İklim değişikliği, sadece çevresel felaketlere yol açmakla kalmıyor, aynı zamanda sosyal ve ekonomik eşitsizlikleri derinleştirerek iklim adaletsizliğini de tetikliyor. Rapor, “iklim değişikliğinin etkilerinin orantısız bir şekilde en çok kırılgan ve dezavantajlı nüfusları etkileyeceği” ve bu durumun “ülkeler içinde ve arasında artan eşitsizliklere yol açacağı” uyarısında bulunuyor. İklim adaleti, bu eşitsizlikleri gidermeyi ve herkesin sürdürülebilir bir geleceğe erişimini sağlamayı amaçlayan kritik bir kavram olarak daha da önem kazanıyor.
Dezenformasyon ve Yapay Zeka: Riskleri Katlayan Faktörler
WEF raporu, dezenformasyon ve yanlış bilginin küresel riskleri daha da karmaşık hale getirdiğini verilerle destekliyor. Rapora göre, “yanlış ve kötü niyetli bilgi ve dezenformasyon” riski, önümüzdeki 2 yıl içinde en hızlı kötüleşen riskler arasında yer alıyor. Özellikle yapay zeka (YZ) teknolojilerinin gelişmesiyle birlikte, dezenformasyonun yayılma hızı ve etkisi logaritmik olarak artıyor. Sosyal medya platformlarında yayılan yanlış bilgilerin %70’e kadarının botlar tarafından yayıldığı tahmin ediliyor2. İklim değişikliği gibi bilimsel mutabakatın yüksek olduğu konular bile, YZ destekli dezenformasyon kampanyalarının hedefi haline gelebiliyor.
Aşağıdaki görselde ülkelerin önümüzdeki iki yıldaki yanlış bilgi ve dezenfarmasyon (misinformation and disinformation) risk algısını göstermektedir.

WEF raporu, dezenformasyonun iklim eylemi üzerindeki veriyle desteklenen olumsuz etkilerini şöyle özetliyor:
- Bilimsel konsensüsü baltalayarak iklim eylemini geciktiriyor
- Toplumsal kutuplaşmayı ve güvensizliği artırıyor
- Siyasi iradeyi ve uluslararası işbirliğini zayıflatıyor
- Tüketici davranışlarını ve işletme stratejilerini yanıltıyor
Bu veriler ışığında, işletmelerin sadece iklim risklerini değil, aynı zamanda iklimle ilgili dezenformasyonun itibar, marka değeri ve paydaş ilişkileri üzerindeki risklerini de ciddiye alması gerekiyor.
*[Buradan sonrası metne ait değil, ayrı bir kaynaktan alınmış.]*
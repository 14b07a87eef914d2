//! Catalog handling and submission orchestration for xsub batches.

mod backend;
mod catalog;
mod discover;
mod environment;
mod invocation;
mod ledger;
mod orchestrator;
mod report;

pub use backend::{
    failed_attempts, BackendReceipt, CommandBackend, DryRunBackend, RetryingBackend,
    SubmissionBackend,
};
pub use catalog::{load_catalog, Catalog, CatalogDefaults, CatalogStore};
pub use discover::{discover_catalog, parse_hyperparameters, DiscoverOpts};
pub use environment::{EnvironmentConfig, EnvironmentProvisioner, FsEnvironment, STORAGE_ROOT_VAR};
pub use invocation::{Invocation, SubmissionRequest, DEFAULT_PROGRAM, MODELS_FLAG};
pub use ledger::{ledger_append, ledger_read, Table};
pub use orchestrator::{Orchestrator, Scheduler};
pub use report::{ReportSummary, SubmissionReport};
use std::env;
use std::sync::OnceLock;

use tracing_subscriber::EnvFilter;

/// Filter directives read before falling back to `RUST_LOG`.
pub const LOG_ENV: &str = "XSUB_LOG";

static LOGGER_INITIALIZED: OnceLock<()> = OnceLock::new();

/// Installs the stderr subscriber once; stdout stays reserved for command output.
pub fn init_logging(verbose: u8, json: bool) {
    LOGGER_INITIALIZED.get_or_init(|| {
        let default_level = match verbose {
            0 => "info",
            1 => "debug",
            _ => "trace",
        };
        let filter = env::var(LOG_ENV)
            .ok()
            .and_then(|spec| EnvFilter::try_new(spec).ok())
            .or_else(|| EnvFilter::try_from_default_env().ok())
            .unwrap_or_else(|| EnvFilter::new(default_level));

        let builder = tracing_subscriber::fmt()
            .with_env_filter(filter)
            .with_writer(std::io::stderr)
            .with_target(false);
        let installed = if json {
            builder.json().try_init()
        } else {
            builder.try_init()
        };
        if installed.is_err() {
            tracing::debug!("global tracing subscriber already installed");
        }
    });
}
Dayanıklı Toplumlar: Risklerle Başa Çıkmanın Anahtarı
WEF raporu, küresel risklerle başa çıkabilmek için dayanıklı toplumlar inşa etmenin kritik önemini vurguluyor. Dayanıklılık, toplumların şoklara, krizlere ve uzun vadeli zorluklara karşı hazırlıklı olma, uyum sağlama ve toparlanma kapasitesini ifade ediyor.
Rapora göre, “dayanıklılık kapasitesi yüksek olan ülkeler, küresel şoklara karşı daha az ekonomik kayıp yaşıyor ve daha hızlı toparlanıyor.” Dayanıklılık, toplumların veri analitiği, erken uyarı sistemleri ve teknoloji kullanımı gibi araçlarla şoklara hazırlıklı olma, adaptasyon kapasitelerini artırma ve krizlerden öğrenerek toparlanma yeteneğini ifade ediyor.
İklim değişikliği ve diğer küresel riskler karşısında dayanıklı toplumlar yaratmak için:
- Güçlü Altyapı ve Sistemler: Çevre, Sosyal ve Yönetişimde Yapay Zeka uygulamaları, akıllı şehir teknolojileri, sensör ağları ve büyük veri analitiği kullanarak iklim risklerini (sel, kuraklık, aşırı sıcaklar vb.) gerçek zamanlı olarak izlemek, erken uyarı sistemleri geliştirmek ve altyapı yatırımlarını veri odaklı planlamak gerekiyor.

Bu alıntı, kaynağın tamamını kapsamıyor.